Stored items:
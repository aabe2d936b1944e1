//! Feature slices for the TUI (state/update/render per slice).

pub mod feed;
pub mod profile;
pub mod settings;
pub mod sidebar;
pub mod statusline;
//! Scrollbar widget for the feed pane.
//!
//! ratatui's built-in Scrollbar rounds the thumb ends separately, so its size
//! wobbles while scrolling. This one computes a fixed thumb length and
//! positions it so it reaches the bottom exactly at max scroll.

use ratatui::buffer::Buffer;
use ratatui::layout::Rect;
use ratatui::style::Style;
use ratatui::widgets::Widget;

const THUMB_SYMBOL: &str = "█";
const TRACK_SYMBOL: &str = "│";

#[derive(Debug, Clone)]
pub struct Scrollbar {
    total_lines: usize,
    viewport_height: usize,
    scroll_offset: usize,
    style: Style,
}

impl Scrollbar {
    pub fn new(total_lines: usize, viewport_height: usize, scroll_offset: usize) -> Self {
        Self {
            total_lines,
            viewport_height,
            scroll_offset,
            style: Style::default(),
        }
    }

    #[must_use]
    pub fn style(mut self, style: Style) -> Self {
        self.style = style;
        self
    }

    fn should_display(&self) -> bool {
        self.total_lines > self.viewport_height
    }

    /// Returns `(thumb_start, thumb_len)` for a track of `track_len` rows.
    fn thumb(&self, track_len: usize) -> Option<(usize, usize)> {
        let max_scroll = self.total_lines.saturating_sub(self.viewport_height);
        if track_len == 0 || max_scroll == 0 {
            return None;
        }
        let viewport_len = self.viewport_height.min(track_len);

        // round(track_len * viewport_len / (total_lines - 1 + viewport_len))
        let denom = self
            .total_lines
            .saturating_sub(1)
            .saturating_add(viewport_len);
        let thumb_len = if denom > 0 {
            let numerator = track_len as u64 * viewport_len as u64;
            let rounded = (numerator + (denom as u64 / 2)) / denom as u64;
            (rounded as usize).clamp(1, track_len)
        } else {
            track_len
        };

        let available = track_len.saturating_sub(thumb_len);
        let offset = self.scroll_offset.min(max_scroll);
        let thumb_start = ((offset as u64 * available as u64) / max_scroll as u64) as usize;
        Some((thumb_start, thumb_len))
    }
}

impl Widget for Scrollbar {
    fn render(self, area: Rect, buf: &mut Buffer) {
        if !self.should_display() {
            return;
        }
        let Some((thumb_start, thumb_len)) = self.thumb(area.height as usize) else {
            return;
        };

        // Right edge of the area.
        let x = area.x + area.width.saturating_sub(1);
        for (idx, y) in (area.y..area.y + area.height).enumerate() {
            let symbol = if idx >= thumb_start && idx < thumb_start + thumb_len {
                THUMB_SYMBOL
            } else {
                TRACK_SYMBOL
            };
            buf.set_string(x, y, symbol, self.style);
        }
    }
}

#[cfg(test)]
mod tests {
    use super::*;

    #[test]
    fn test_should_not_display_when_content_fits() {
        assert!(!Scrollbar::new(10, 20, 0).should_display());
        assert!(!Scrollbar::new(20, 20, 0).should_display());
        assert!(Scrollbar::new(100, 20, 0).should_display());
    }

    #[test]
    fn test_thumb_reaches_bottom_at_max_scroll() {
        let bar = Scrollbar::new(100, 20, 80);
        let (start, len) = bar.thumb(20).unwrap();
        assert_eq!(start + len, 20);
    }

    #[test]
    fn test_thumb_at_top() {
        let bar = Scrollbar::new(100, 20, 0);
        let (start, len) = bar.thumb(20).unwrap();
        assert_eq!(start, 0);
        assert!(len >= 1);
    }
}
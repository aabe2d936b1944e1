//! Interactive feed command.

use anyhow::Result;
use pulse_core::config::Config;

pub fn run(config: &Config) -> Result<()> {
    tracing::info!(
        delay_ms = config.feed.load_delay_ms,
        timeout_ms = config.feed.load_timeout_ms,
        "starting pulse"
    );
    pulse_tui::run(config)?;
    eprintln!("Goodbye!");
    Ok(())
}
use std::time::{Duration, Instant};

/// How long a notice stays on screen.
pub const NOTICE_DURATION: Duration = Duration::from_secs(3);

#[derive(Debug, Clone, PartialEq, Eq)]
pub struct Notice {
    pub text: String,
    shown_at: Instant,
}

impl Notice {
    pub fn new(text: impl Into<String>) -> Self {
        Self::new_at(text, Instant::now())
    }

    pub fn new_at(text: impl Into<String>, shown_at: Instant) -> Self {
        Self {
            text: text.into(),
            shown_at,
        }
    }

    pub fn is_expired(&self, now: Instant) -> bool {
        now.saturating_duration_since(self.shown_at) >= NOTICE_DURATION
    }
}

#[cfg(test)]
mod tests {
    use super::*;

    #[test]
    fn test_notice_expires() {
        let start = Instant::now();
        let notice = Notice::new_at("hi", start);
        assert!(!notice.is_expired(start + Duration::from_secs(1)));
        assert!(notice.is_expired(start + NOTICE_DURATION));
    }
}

* * *

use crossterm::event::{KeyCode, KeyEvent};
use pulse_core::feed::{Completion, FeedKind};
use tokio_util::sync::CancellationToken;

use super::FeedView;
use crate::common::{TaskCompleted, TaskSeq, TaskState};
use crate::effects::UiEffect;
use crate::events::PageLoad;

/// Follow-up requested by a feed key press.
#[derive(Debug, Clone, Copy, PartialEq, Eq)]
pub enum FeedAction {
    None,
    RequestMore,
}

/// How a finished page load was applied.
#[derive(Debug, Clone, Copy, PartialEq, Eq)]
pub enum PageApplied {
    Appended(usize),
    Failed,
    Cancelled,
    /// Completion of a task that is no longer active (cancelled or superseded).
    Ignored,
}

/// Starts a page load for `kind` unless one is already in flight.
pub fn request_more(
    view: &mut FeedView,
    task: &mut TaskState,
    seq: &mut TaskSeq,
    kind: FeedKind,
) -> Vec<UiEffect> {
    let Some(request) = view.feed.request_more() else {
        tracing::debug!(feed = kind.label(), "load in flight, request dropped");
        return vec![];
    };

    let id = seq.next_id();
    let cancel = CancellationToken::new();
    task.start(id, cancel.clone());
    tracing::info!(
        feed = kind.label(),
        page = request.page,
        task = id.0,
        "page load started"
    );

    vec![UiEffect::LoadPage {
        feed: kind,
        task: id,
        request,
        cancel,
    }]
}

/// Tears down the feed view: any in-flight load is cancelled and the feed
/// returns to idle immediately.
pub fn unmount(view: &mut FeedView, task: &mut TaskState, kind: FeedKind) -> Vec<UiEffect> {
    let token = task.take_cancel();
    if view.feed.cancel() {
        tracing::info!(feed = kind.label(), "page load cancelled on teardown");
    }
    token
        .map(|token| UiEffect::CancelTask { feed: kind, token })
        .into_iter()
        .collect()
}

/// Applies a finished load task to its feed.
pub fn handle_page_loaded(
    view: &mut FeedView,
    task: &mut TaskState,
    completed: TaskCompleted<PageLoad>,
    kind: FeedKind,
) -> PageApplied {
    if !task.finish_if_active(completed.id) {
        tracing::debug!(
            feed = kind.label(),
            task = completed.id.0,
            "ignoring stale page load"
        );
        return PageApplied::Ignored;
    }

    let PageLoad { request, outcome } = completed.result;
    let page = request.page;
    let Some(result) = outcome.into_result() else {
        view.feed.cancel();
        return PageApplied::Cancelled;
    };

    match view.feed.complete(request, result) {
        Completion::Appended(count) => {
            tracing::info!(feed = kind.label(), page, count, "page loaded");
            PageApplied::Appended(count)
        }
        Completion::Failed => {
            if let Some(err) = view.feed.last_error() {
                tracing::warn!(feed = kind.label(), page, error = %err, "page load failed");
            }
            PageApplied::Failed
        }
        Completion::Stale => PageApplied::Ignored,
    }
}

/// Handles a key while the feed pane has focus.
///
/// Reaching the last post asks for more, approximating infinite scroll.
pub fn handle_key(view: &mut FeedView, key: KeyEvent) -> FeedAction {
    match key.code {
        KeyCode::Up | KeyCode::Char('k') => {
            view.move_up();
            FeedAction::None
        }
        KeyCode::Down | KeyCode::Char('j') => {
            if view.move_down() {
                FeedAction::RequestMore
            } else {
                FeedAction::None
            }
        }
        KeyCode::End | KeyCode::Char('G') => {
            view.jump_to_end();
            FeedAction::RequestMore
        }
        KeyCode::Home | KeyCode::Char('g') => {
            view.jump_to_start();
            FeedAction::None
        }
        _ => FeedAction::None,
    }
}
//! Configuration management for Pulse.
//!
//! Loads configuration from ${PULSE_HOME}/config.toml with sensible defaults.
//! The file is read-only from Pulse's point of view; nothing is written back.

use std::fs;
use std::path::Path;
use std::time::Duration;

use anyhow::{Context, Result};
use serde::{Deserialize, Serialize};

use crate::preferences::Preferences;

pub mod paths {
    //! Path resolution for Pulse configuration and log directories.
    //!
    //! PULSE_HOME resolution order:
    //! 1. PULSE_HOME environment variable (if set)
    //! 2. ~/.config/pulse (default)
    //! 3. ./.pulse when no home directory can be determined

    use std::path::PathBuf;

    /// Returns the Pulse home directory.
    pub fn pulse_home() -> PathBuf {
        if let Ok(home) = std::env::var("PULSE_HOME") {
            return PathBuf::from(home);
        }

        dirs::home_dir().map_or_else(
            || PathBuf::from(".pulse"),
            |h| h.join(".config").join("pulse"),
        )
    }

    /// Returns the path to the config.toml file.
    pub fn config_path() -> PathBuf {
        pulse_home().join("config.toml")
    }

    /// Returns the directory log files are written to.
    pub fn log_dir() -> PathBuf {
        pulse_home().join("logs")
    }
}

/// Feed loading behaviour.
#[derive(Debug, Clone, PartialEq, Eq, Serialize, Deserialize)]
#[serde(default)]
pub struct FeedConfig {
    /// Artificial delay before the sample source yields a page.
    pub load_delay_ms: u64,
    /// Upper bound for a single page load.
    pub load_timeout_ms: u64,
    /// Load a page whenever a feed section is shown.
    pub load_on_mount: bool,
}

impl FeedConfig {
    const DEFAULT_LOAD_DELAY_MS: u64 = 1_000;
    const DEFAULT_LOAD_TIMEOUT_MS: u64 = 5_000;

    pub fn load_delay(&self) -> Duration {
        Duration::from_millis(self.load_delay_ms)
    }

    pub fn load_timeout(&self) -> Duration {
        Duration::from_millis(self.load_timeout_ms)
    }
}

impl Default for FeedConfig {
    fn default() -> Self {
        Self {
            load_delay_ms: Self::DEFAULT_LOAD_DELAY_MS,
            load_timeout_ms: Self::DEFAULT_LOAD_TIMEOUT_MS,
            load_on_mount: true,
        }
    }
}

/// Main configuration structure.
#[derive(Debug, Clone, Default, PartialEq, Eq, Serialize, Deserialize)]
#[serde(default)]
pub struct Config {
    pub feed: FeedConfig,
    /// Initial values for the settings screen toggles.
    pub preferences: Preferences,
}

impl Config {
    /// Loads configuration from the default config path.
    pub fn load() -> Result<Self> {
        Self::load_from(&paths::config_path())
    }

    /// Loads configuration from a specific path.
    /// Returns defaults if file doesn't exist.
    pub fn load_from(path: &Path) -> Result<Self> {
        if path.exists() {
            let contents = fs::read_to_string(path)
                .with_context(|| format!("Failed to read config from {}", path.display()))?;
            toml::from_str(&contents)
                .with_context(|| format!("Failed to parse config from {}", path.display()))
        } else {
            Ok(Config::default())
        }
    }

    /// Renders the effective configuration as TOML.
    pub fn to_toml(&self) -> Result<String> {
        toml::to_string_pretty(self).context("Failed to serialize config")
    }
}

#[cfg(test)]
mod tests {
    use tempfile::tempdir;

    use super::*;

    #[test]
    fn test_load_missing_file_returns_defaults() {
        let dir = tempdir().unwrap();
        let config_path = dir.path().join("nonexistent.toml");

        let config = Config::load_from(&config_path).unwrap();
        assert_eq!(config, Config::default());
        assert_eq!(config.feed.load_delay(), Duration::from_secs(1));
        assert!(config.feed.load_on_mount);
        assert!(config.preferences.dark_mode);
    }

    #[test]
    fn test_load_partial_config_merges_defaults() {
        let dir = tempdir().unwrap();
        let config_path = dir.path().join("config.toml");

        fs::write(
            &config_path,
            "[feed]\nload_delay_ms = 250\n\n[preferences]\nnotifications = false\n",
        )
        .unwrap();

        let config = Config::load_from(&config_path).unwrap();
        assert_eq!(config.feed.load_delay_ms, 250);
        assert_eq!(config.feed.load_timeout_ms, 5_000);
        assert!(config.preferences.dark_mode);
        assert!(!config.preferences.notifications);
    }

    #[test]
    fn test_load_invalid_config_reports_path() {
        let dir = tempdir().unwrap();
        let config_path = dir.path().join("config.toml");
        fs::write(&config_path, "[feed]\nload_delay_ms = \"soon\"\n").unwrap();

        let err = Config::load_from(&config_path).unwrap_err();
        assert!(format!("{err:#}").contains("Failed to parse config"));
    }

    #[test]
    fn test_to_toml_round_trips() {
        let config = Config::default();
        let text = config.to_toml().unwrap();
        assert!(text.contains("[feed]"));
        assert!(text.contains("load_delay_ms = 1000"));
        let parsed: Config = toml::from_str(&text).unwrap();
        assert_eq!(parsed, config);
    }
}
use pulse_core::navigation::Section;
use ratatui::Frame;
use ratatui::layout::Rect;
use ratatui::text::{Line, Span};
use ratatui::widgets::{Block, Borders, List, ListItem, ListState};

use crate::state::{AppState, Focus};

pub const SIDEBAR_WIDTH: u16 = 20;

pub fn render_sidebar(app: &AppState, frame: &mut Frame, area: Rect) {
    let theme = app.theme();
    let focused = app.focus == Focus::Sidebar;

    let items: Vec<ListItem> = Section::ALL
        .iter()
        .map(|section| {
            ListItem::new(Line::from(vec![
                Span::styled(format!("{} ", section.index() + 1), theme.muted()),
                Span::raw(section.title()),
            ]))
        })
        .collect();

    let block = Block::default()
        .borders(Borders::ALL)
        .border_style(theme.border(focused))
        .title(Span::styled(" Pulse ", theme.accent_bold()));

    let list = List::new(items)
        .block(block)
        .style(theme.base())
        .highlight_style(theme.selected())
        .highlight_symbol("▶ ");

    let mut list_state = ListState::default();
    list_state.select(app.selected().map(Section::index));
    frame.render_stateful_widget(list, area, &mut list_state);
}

What the task asks: Go line by line through the data above and report each one that holds the string "widgets".

Result of the task:
use ratatui::widgets::Widget;
use ratatui::widgets::{Block, Borders, List, ListItem, ListState};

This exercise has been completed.